We did find that the Longhorn my parents liked, on Washington Street, was open for carry-out. In normal times, we often eat at a Chicago-area Longhorn for Sunday dinner. So I was able to get our usual Sunday meal, on Tuesday: Bette’s favorite salad with pecans, strawberries, orange slices, and grapes, festooned with steak strips from the Flo’s filet we usually get – tender enough to cut with a plastic knife!

We knew already, but re-learned, that Chick-fil-A servers are waayy friendlier than McDonald’s. They have created a culture of pleasantness. Our oldest grand-daughter, Ada, served at the second-largest CFA in Atlanta before the crisis, enjoyed it, and wants to return. They look for conscientious, friendly young people, and teach them the trade. But we do still like McDonald’s coffee much better!
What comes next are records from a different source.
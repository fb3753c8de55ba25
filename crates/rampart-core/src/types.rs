//! Fundamental geometric and simulation types.

use serde::{Deserialize, Serialize};

use crate::error::PathError;

/// 2D position in play-field units (x = right, y = down).
pub type Position = glam::DVec2;

/// Stable serial assigned to an enemy at spawn. Ascending order is spawn order.
#[derive(Debug, Clone, Copy, PartialEq, Eq, PartialOrd, Ord, Hash, Serialize, Deserialize)]
pub struct EnemyId(pub u32);

/// Stable serial assigned to a tower at placement. Ascending order is placement order.
#[derive(Debug, Clone, Copy, PartialEq, Eq, PartialOrd, Ord, Hash, Serialize, Deserialize)]
pub struct TowerId(pub u32);

/// Stable serial assigned to a projectile when fired.
#[derive(Debug, Clone, Copy, PartialEq, Eq, PartialOrd, Ord, Hash, Serialize, Deserialize)]
pub struct ProjectileId(pub u32);

/// Simulation time tracking.
#[derive(Debug, Clone, Copy, Default, Serialize, Deserialize)]
pub struct SimTime {
    /// Number of steps that advanced the simulation.
    pub tick: u64,
    /// Accumulated simulated time in milliseconds.
    pub elapsed_ms: f64,
}

impl SimTime {
    /// Advance by one tick of `dt_ms` milliseconds.
    pub fn advance(&mut self, dt_ms: f64) {
        self.tick += 1;
        self.elapsed_ms += clamp_dt(dt_ms);
    }
}

/// A usable step length: negative and non-finite deltas count as zero.
pub fn clamp_dt(dt_ms: f64) -> f64 {
    if dt_ms.is_finite() {
        dt_ms.max(0.0)
    } else {
        0.0
    }
}

/// The fixed route enemies walk, as an ordered list of waypoints.
///
/// Always holds at least two waypoints; immutable once built.
#[derive(Debug, Clone, PartialEq, Serialize, Deserialize)]
#[serde(try_from = "Vec<Position>", into = "Vec<Position>")]
pub struct Path {
    waypoints: Vec<Position>,
}

impl Path {
    pub fn new(waypoints: Vec<Position>) -> Result<Self, PathError> {
        if waypoints.len() < 2 {
            return Err(PathError::TooFewWaypoints {
                count: waypoints.len(),
            });
        }
        Ok(Self { waypoints })
    }

    /// The ten-point serpentine route across a 1000x600 field.
    pub fn default_route() -> Self {
        let points = [
            (0.0, 300.0),
            (200.0, 300.0),
            (200.0, 150.0),
            (400.0, 150.0),
            (400.0, 450.0),
            (600.0, 450.0),
            (600.0, 200.0),
            (800.0, 200.0),
            (800.0, 400.0),
            (1000.0, 400.0),
        ];
        Self {
            waypoints: points.iter().map(|&(x, y)| Position::new(x, y)).collect(),
        }
    }

    pub fn waypoints(&self) -> &[Position] {
        &self.waypoints
    }

    pub fn len(&self) -> usize {
        self.waypoints.len()
    }

    /// Always false; a path has at least two waypoints.
    pub fn is_empty(&self) -> bool {
        self.waypoints.is_empty()
    }

    pub fn get(&self, index: usize) -> Option<Position> {
        self.waypoints.get(index).copied()
    }

    /// Where enemies appear.
    pub fn start(&self) -> Position {
        self.waypoints[0]
    }

    /// Index of the final waypoint; reaching it is a leak.
    pub fn last_index(&self) -> usize {
        self.waypoints.len() - 1
    }
}

impl Default for Path {
    fn default() -> Self {
        Self::default_route()
    }
}

impl TryFrom<Vec<Position>> for Path {
    type Error = PathError;

    fn try_from(waypoints: Vec<Position>) -> Result<Self, Self::Error> {
        Self::new(waypoints)
    }
}

impl From<Path> for Vec<Position> {
    fn from(path: Path) -> Self {
        path.waypoints
    }
}
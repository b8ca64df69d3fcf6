//! The Brzozowski derivative operator and the memo cache over it.

use crate::node::{GrammarId, GrammarNode};
use crate::engine::Engine;

impl Engine {
    /// The left quotient of `id` by the byte `b`: the grammar matching
    /// exactly the continuations `w` such that `b . w` is matched by
    /// `id`.
    ///
    /// Memoized per `(id, b)`. Before doing any real work, checks
    /// whether `b` is even in `id`'s `possible_starts`; if not, the
    /// derivative is `null()` without inspecting `id`'s structure at
    /// all.
    pub fn derivative(&mut self, id: GrammarId, b: u8) -> GrammarId {
        if let Some(&cached) = self.derivative_cache.get(&(id, b)) {
            return cached;
        }
        let starts = self.possible_starts(id);
        let result = if !starts.contains(b) {
            self.null()
        } else {
            let raw = self.derivative_raw(id, b);
            self.compact(raw)
        };
        self.derivative_cache.insert((id, b), result);
        result
    }

    fn derivative_raw(&mut self, id: GrammarId, b: u8) -> GrammarId {
        match self.node(id).clone() {
            GrammarNode::Null | GrammarNode::Epsilon => self.null(),
            GrammarNode::Chars(set) => {
                if set.contains(b) {
                    self.epsilon()
                } else {
                    self.null()
                }
            }
            GrammarNode::Any(n) => self.any(n - 1),
            GrammarNode::Union(children) => {
                let derivs: Vec<GrammarId> =
                    children.iter().map(|&c| self.derivative(c, b)).collect();
                self.union(&derivs)
            }
            GrammarNode::Cat(left, right) => {
                // delta(left) . derivative(right, b), with the right
                // side wrapped in a fresh `Lazy` so that if delta(left)
                // turns out to be `null()`, `cat2`'s null-collapse rule
                // short-circuits before the thunk is ever forced. This
                // is what keeps a derivative of a self-referential `Cat`
                // (e.g. `x = chars . x`) from recursing forever: the
                // recursive call only actually happens if something
                // downstream needs it.
                let matches_empty_left = self.matches_empty(left);
                let left_deriv = self.derivative(left, b);
                let delta_left = if matches_empty_left {
                    self.epsilon()
                } else {
                    self.null()
                };
                let deferred_right = self.lazy(move |engine, _this| engine.derivative(right, b));
                let left_term = self.cat(&[delta_left, deferred_right]);
                let right_term = self.cat(&[left_deriv, right]);
                self.union(&[left_term, right_term])
            }
            GrammarNode::Lazy(lazy_idx) => {
                if let Some(target) = self.forced_target(lazy_idx) {
                    self.derivative(target, b)
                } else {
                    self.lazy(move |engine, _this| {
                        let resolved = engine.force(id);
                        engine.derivative(resolved, b)
                    })
                }
            }
        }
    }

    /// Collapses `id` to `null()` if it can no longer match anything,
    /// or to `epsilon()` if the only thing left it can match is the
    /// empty string. Keeps derivative chains from accumulating dead
    /// structure across repeated bytes.
    fn compact(&mut self, id: GrammarId) -> GrammarId {
        if !self.could_have_matches(id) {
            return self.null();
        }
        if self.matches_empty(id) && self.possible_starts(id).is_empty() {
            return self.epsilon();
        }
        id
    }
}
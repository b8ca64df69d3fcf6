//! The worklist fixed-point solver.
//!
//! `matches_empty`, `possible_starts` and `could_have_matches` are mutually
//! recursive properties over a possibly-cyclic graph of grammar nodes
//! (cycles arise from `Lazy`-tied recursive grammars). Each is computed
//! as the least fixed point of a monotone update: start every composite
//! node at its bottom value and repeatedly recompute dirty targets until
//! nothing changes.
//!
//! A target only ever depends on other targets it actually read while
//! being recomputed (`values_requested`, drained into `watches` right
//! after), so the solver never revisits a target whose inputs could not
//! possibly have changed.

use std::collections::HashSet;

use log::trace;

use crate::bookkeeping::{Property, Target};
use crate::byteset::ByteSet;
use crate::engine::{Engine, SolverState};
use crate::node::{GrammarId, GrammarNode};

enum Value {
    Bool(bool),
    Set(ByteSet),
}

impl Engine {
    /// Whether `id` matches the empty string.
    pub fn matches_empty(&mut self, id: GrammarId) -> bool {
        self.ensure((Property::MatchesEmpty, id));
        self.bookkeeping[id.index()].matches_empty
    }

    /// The set of bytes that could begin a match of `id`.
    pub fn possible_starts(&mut self, id: GrammarId) -> ByteSet {
        self.ensure((Property::PossibleStarts, id));
        self.bookkeeping[id.index()].possible_starts.clone()
    }

    /// Whether `id` could possibly match anything at all (including the
    /// empty string).
    pub fn could_have_matches(&mut self, id: GrammarId) -> bool {
        self.ensure((Property::CouldHaveMatches, id));
        self.bookkeeping[id.index()].could_have_matches
    }

    /// Guarantees `target`'s bookkeeping field is final before
    /// returning. If called while another target is already mid-solve
    /// (i.e. from inside a `calc_*` routine reading a dependency), it
    /// instead just registers the read and lets the already-running
    /// solver pick the target up, returning whatever value is currently
    /// known (possibly still bottom).
    fn ensure(&mut self, target: Target) {
        if let Some(solver) = &mut self.solver {
            solver.values_requested.insert(target);
        }
        if self.is_complete(target) {
            return;
        }
        if self.solver.is_some() {
            self.request(target);
            return;
        }
        self.solver = Some(SolverState::default());
        self.request(target);
        self.run();
        self.solver = None;
    }

    fn is_complete(&self, target: Target) -> bool {
        self.bookkeeping[target.1.index()].complete.contains(target.0)
    }

    fn mark_complete(&mut self, target: Target) {
        self.bookkeeping[target.1.index()].complete.insert(target.0);
    }

    fn request(&mut self, target: Target) {
        if self.is_complete(target) {
            return;
        }
        let solver = self.solver.as_mut().expect("request() outside a solver run");
        if solver.targets.insert(target) {
            solver.dirty.insert(target);
        }
    }

    fn dependency(&mut self, from: Target, to: Target) {
        debug_assert!(!self.is_complete(from), "completed target {:?} re-read a dependency", from);
        if self.is_complete(to) {
            return;
        }
        self.request(to);
        self.solver
            .as_mut()
            .expect("dependency() outside a solver run")
            .watches
            .entry(to)
            .or_default()
            .insert(from);
    }

    fn run(&mut self) {
        loop {
            let dirty: HashSet<Target> = {
                let solver = self.solver.as_mut().expect("run() outside a solver run");
                std::mem::take(&mut solver.dirty)
            };
            if dirty.is_empty() {
                trace!("solver: worklist saturated");
                break;
            }
            trace!("solver: {} dirty target(s)", dirty.len());
            for target in dirty {
                if self.is_complete(target) {
                    continue;
                }
                self.solver.as_mut().unwrap().values_requested.clear();
                self.recompute_and_store(target);
                let requested: HashSet<Target> =
                    std::mem::take(&mut self.solver.as_mut().unwrap().values_requested);
                for dep in requested {
                    self.dependency(target, dep);
                }
            }
        }
        let targets: Vec<Target> = self.solver.as_ref().unwrap().targets.iter().copied().collect();
        for target in targets {
            self.mark_complete(target);
        }
    }

    fn recompute_and_store(&mut self, target: Target) {
        let (property, id) = target;
        if let GrammarNode::Lazy(_) = self.node(id) {
            let resolved = self.force(id);
            let value = match property {
                Property::MatchesEmpty => Value::Bool(self.matches_empty(resolved)),
                Property::PossibleStarts => Value::Set(self.possible_starts(resolved)),
                Property::CouldHaveMatches => Value::Bool(self.could_have_matches(resolved)),
            };
            self.store(target, value);
            return;
        }
        let value = match property {
            Property::MatchesEmpty => Value::Bool(self.calc_matches_empty(id)),
            Property::PossibleStarts => Value::Set(self.calc_possible_starts(id)),
            Property::CouldHaveMatches => Value::Bool(self.calc_could_have_matches(id)),
        };
        self.store(target, value);
    }

    fn store(&mut self, target: Target, value: Value) {
        let (property, id) = target;
        let bk = &mut self.bookkeeping[id.index()];
        let changed = match (property, value) {
            (Property::MatchesEmpty, Value::Bool(v)) => {
                let changed = bk.matches_empty != v;
                bk.matches_empty = v;
                changed
            }
            (Property::PossibleStarts, Value::Set(v)) => {
                let changed = bk.possible_starts != v;
                bk.possible_starts = v;
                changed
            }
            (Property::CouldHaveMatches, Value::Bool(v)) => {
                let changed = bk.could_have_matches != v;
                bk.could_have_matches = v;
                changed
            }
            _ => unreachable!("property/value kind mismatch"),
        };
        if changed {
            trace!("solver: {:?} of {:?} changed", property, id);
            if let Some(watchers) = self.solver.as_ref().unwrap().watches.get(&target).cloned() {
                self.solver.as_mut().unwrap().dirty.extend(watchers);
            }
        }
    }

    fn calc_matches_empty(&mut self, id: GrammarId) -> bool {
        match self.node(id).clone() {
            GrammarNode::Cat(l, r) => self.matches_empty(l) && self.matches_empty(r),
            GrammarNode::Union(children) => children.iter().any(|&c| self.matches_empty(c)),
            other => unreachable!("leaf nodes are already complete: {other:?}"),
        }
    }

    fn calc_possible_starts(&mut self, id: GrammarId) -> ByteSet {
        match self.node(id).clone() {
            GrammarNode::Cat(l, r) => {
                let mut starts = self.possible_starts(l);
                if self.matches_empty(l) {
                    starts.union_with(&self.possible_starts(r));
                }
                starts
            }
            GrammarNode::Union(children) => {
                let mut starts = ByteSet::empty();
                for c in children {
                    starts.union_with(&self.possible_starts(c));
                }
                starts
            }
            other => unreachable!("leaf nodes are already complete: {other:?}"),
        }
    }

    fn calc_could_have_matches(&mut self, id: GrammarId) -> bool {
        if self.matches_empty(id) {
            return true;
        }
        if self.possible_starts(id).is_empty() {
            return false;
        }
        match self.node(id).clone() {
            GrammarNode::Cat(l, r) => self.could_have_matches(l) && self.could_have_matches(r),
            GrammarNode::Union(children) => children.iter().any(|&c| self.could_have_matches(c)),
            other => unreachable!("leaf nodes are already complete: {other:?}"),
        }
    }
}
Each time we stopped at a Chick-fil-A, there were numerous happy, pleasant young people, seriously concentrated on fulfilling their assigned tasks, but often laughing and having a good time working with each other and their customers in very unusual circumstances. The lines were long, stretching around the building and into adjacent parking areas, but very well-signed and organized and moving expeditiously, bustling with order takers and food deliverers. “My pleasure” – even through a mask.

On the central purpose for our trip: It is beyond weird to try to organize a funeral during the “present distress.” Severely reduced audiences (more than 100 for Dad’s service only 5 years ago; 7 for Mom’s service – barely enough for pallbearers). Physical distancing. Virtual fist bumps can never replace a good hug. A video of a short graveside service may provide some measure of closure for some, but it leaves others simply wanting “more.”

And, yes, the funeral homes are busy, and using “extra refrigeration,” as one funeral director put it. (Read: refrigerated semi-tractor-trailers to store the bodies).

But in one way it provided a sense of relief. Not just that Mom’s suffering (and frustration at being unable to speak much since her February strokes) is over. But relief, in a sense, for us as well who have been separated from her by this virus — unable to visit, or even talk much since her hand strength was not sufficient to dial or even answer her phone.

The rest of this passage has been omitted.